*How to complete this task:* Every line of the entries that holds the word "engine" is to be copied.

##### Extracted material #####

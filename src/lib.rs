//! Best firmware release resolution for device models
//!
//! - [`version`]: Pure resolution engine (ranking, selection, date/popularity tie-break)
//! - [`listing`]: Row records and the sources that produce them
//! - [`session`]: Conversation flow driving the engine step by step
//! - [`config`]: Configuration file and data directory paths
//! - [`logging`]: File-backed structured logging

pub mod config;
pub mod listing;
pub mod logging;
pub mod session;
pub mod version;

#####

*Result of the exercise:*
//! - [`version`]: Pure resolution engine (ranking, selection, date/popularity tie-break)
//! - [`session`]: Conversation flow driving the engine step by step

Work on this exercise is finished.